Aunque el salmón y el atún suelen encabezar las listas de pescados saludables, existe un alimento de mar que la rompe en sabor, beneficios y oferta, se trata de la iwashi, conocida como sardina japonesa, este alimento también sobresale por su perfil nutricional. Este pescado azul es una fuente importante de omega-3, calcio y vitamina D, nutrientes asociados con una alimentación equilibrada.
Además de sus beneficios nutricionales, la iwashi o sardina japonesa ha sido un alimento esencial en Japón desde tiempos prehistóricos. Restos de sus huesos fueron encontrados en concheros del período Jōmon (10,000-300 a. C.), lo que demuestra que ha formado parte de la dieta japonesa durante miles de años.
¿Por qué la sardina japonesa es tan nutritiva?
La iwashi contiene abundantes grasas insaturadas, entre ellas los ácidos grasos DHA y EPA, conocidos por formar parte de los omega-3 presentes en los pescados azules. También aporta calcio y vitamina D, dos nutrientes importantes para la salud ósea.
Gracias a esta combinación de nutrientes, la sardina japonesa es considerada uno de los pescados más completos de la gastronomía nipona. Además, su disponibilidad durante gran parte del año la convierte en un alimento frecuente en la dieta cotidiana.
¿Qué tipos de iwashi existen?
En Japón se comercializan principalmente tres especies de iwashi:
Ma-iwashi o sardina japonesa: destaca por su lomo azul y manchas negras. Su mejor temporada suele ser entre junio y octubre.

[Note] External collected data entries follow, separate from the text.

use anyhow::Result;
use clap::{Parser, Subcommand};
use railnet::{build_network, load_config, station_matrix, NetworkInput};
use std::path::PathBuf;
use std::time::Instant;
use tracing_subscriber::EnvFilter;

#[derive(Parser, Debug)]
#[command(name = "railnet")]
#[command(about = "Track graph distances between rail stations", long_about = None)]
struct Cli {
    /// Network config (TOML)
    #[arg(long, global = true)]
    config: Option<PathBuf>,

    /// Emit logs as JSON lines
    #[arg(long, global = true)]
    log_json: bool,

    #[command(subcommand)]
    command: Commands,
}

#[derive(Subcommand, Debug)]
enum Commands {
    /// Build the graph and print its statistics
    Stats {
        /// Network file (JSON)
        network: PathBuf,
    },
    /// Distance between two stations
    Distance {
        /// Network file (JSON)
        network: PathBuf,
        /// Station id
        #[arg(long)]
        from: String,
        /// Station id
        #[arg(long)]
        to: String,
    },
    /// Distance for every pair of stations
    Matrix {
        /// Network file (JSON)
        network: PathBuf,
    },
}

fn init_tracing(json: bool) {
    let filter = EnvFilter::try_from_default_env().unwrap_or_else(|_| EnvFilter::new("info"));
    let builder = tracing_subscriber::fmt()
        .with_env_filter(filter)
        .with_writer(std::io::stderr);
    if json {
        builder.json().init();
    } else {
        builder.init();
    }
}

#[tokio::main]
async fn main() -> Result<()> {
    let cli = Cli::parse();
    init_tracing(cli.log_json);

    let config = load_config(cli.config.as_deref())?;

    match cli.command {
        Commands::Stats { network } => {
            let input = NetworkInput::load(&network)?;
            let start = Instant::now();
            let rail = build_network(config, &input).await?;

            println!("State: {}", rail.state());
            if let Some(stats) = rail.build_stats() {
                println!("Segments: {} ({} skipped)", stats.segments, stats.skipped_segments);
                println!("Nodes: {}", stats.nodes);
                println!("Edges: {}", stats.edges);
                println!("Track length: {:.1}", stats.total_length);
            }
            println!("Stations: {}", input.stations.len());
            println!("Scaling factor: {:.6}", rail.scaling_factor());
            println!("Build took {:.3}s", start.elapsed().as_secs_f64());
        }
        Commands::Distance { network, from, to } => {
            let input = NetworkInput::load(&network)?;
            let from = input.station(&from)?;
            let to = input.station(&to)?;
            let rail = build_network(config, &input).await?;

            match rail.distance_between(from, to) {
                Ok(distance) => println!("{} -> {}: {:.2}", from.id, to.id, distance),
                Err(err) => {
                    let fallback = from.straight_line_distance(to);
                    println!("{} -> {}: {:.2} (straight line, {})", from.id, to.id, fallback, err);
                }
            }
        }
        Commands::Matrix { network } => {
            let input = NetworkInput::load(&network)?;
            let rail = build_network(config, &input).await?;

            println!("from\tto\tdistance\tstraight_line");
            for row in station_matrix(&rail, &input.stations) {
                println!(
                    "{}\t{}\t{:.2}\t{:.2}",
                    row.from, row.to, row.distance, row.straight_line
                );
            }
        }
    }

    Ok(())
}
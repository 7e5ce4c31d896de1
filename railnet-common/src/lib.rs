//! Common utilities for the railnet toolkit

pub mod error;

pub use error::{Error, Result};

#[cfg(test)]
mod tests {
    use crate::error::Error;

    #[test]
    fn invalid_input_message_names_the_defect() {
        let err = Error::InvalidInput("segment 3 has a NaN coordinate".to_string());
        assert_eq!(
            err.to_string(),
            "Invalid input: segment 3 has a NaN coordinate"
        );
    }
}
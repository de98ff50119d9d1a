//! Network access from the page context.

use std::time::Duration;

use async_trait::async_trait;
use reqwest::Client;
use url::Url;

use crate::capture::CaptureError;

pub const DEFAULT_USER_AGENT: &str = concat!("pagepack/", env!("CARGO_PKG_VERSION"));

/// Fetches page resources as text
#[async_trait]
pub trait ResourceFetcher: Send + Sync {
    /// Fetch `url` and return its body. Non-success statuses are errors.
    async fn fetch_text(&self, url: &Url) -> Result<String, CaptureError>;

    /// Fetch a page document, returning the URL it was finally served from.
    async fn fetch_document(&self, url: &Url) -> Result<(Url, String), CaptureError> {
        let body = self.fetch_text(url).await?;
        Ok((url.clone(), body))
    }
}

/// `reqwest`-backed fetcher with a bounded per-request timeout
#[derive(Debug, Clone)]
pub struct HttpFetcher {
    client: Client,
    timeout: Duration,
}

impl HttpFetcher {
    pub fn new(timeout: Duration, user_agent: &str) -> reqwest::Result<Self> {
        let client = Client::builder().user_agent(user_agent).build()?;
        Ok(Self { client, timeout })
    }

    async fn get(&self, url: &Url) -> Result<reqwest::Response, CaptureError> {
        let response = self
            .client
            .get(url.clone())
            .timeout(self.timeout)
            .send()
            .await
            .map_err(|e| self.fetch_error(url, e))?;

        let status = response.status();
        if !status.is_success() {
            return Err(CaptureError::Fetch {
                url: url.to_string(),
                reason: format!("HTTP {}", status.as_u16()),
            });
        }
        Ok(response)
    }

    fn fetch_error(&self, url: &Url, err: reqwest::Error) -> CaptureError {
        let reason = if err.is_timeout() {
            format!("timed out after {}s", self.timeout.as_secs_f32())
        } else {
            err.to_string()
        };
        CaptureError::Fetch {
            url: url.to_string(),
            reason,
        }
    }
}

#[async_trait]
impl ResourceFetcher for HttpFetcher {
    async fn fetch_text(&self, url: &Url) -> Result<String, CaptureError> {
        let response = self.get(url).await?;
        response.text().await.map_err(|e| self.fetch_error(url, e))
    }

    async fn fetch_document(&self, url: &Url) -> Result<(Url, String), CaptureError> {
        let response = self.get(url).await?;
        let final_url = response.url().clone();
        let body = response.text().await.map_err(|e| self.fetch_error(url, e))?;
        Ok((final_url, body))
    }
}
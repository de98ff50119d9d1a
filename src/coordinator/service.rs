//! Event loop that drives a [`Coordinator`] from surface commands and agent
//! messages.

use tokio::sync::mpsc;
use tokio::task::JoinHandle;

use crate::agent::launcher::AgentLink;
use crate::capture::messages::{AgentEnvelope, SurfaceCommand};
use crate::coordinator::Coordinator;

const COMMAND_BUFFER: usize = 16;

pub struct CoordinatorService {
    coordinator: Coordinator,
}

impl CoordinatorService {
    pub fn new(coordinator: Coordinator) -> Self {
        Self { coordinator }
    }

    pub fn coordinator(&self) -> &Coordinator {
        &self.coordinator
    }

    pub async fn handle_command(&mut self, command: SurfaceCommand) {
        match command {
            SurfaceCommand::Start {
                target,
                source_url,
                title,
            } => {
                if let Err(e) = self
                    .coordinator
                    .begin_session(target, source_url, title)
                    .await
                {
                    tracing::debug!(error = %e, "Start command failed");
                }
            }
            SurfaceCommand::Cancel => self.coordinator.cancel_session(),
            SurfaceCommand::Download { session_id } => {
                if let Err(e) = self.coordinator.retrieve_archive(&session_id).await {
                    tracing::debug!(error = %e, "Download command failed");
                }
            }
        }
    }

    /// Process commands and agent messages until the command channel closes.
    /// Returns the coordinator so its final state can be inspected.
    pub async fn run(mut self, mut commands: mpsc::Receiver<SurfaceCommand>) -> Coordinator {
        loop {
            tokio::select! {
                command = commands.recv() => match command {
                    Some(command) => self.handle_command(command).await,
                    None => break,
                },
                envelope = next_message(self.coordinator.agent_mut()) => match envelope {
                    Some(envelope) => self.coordinator.receive(envelope),
                    None => self.coordinator.agent_disconnected(),
                },
            }
        }
        tracing::debug!("Coordinator service stopped");
        self.coordinator
    }

    /// Run on its own task.
    pub fn spawn(self) -> CoordinatorHandle {
        let (tx, rx) = mpsc::channel(COMMAND_BUFFER);
        let task = tokio::spawn(self.run(rx));
        CoordinatorHandle { commands: tx, task }
    }
}

/// Next message from the running agent, or never if there is none.
async fn next_message(agent: &mut Option<AgentLink>) -> Option<AgentEnvelope> {
    match agent {
        Some(link) => link.messages.recv().await,
        None => std::future::pending().await,
    }
}

/// The surface's end of a spawned [`CoordinatorService`].
pub struct CoordinatorHandle {
    commands: mpsc::Sender<SurfaceCommand>,
    task: JoinHandle<Coordinator>,
}

impl CoordinatorHandle {
    /// Returns false once the service has stopped.
    pub async fn send(&self, command: SurfaceCommand) -> bool {
        self.commands.send(command).await.is_ok()
    }

    /// Close the command channel and wait for the service to finish.
    pub async fn shutdown(self) -> Result<Coordinator, tokio::task::JoinError> {
        drop(self.commands);
        self.task.await
    }
}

Urume-iwashi o arenque redondo: se reconoce por sus grandes ojos brillantes y suele consumirse seco durante otoño e invierno.
Katakuchi-iwashi o anchoa japonesa: se utiliza para elaborar niboshi, un ingrediente tradicional para preparar caldo dashi.
Cada variedad tiene usos culinarios distintos y forma parte de recetas tradicionales que aprovechan tanto el pescado fresco como sus versiones secas o procesadas.
Un pescado con historia y tradición en Japón
Durante el período Edo (1603-1868), cuando la refrigeración era limitada, la iwashi se conservaba mediante salado, secado o cocción. Estas técnicas facilitaron su transporte y consumo en distintas regiones del país.
Además de servir como alimento, las sardinas secas también se molían para elaborar hoshika, un fertilizante agrícola que ayudó a mejorar la productividad de los cultivos, convirtiendo a este pescado en un recurso valioso para la economía rural.
La iwashi también está presente en las tradiciones japonesas. En la festividad de Setsubun, es costumbre colocar cabezas de sardina asadas sobre ramas de acebo en la entrada de las viviendas, una práctica asociada con la protección contra la mala suerte y el deseo de mantener buena salud durante todo el año.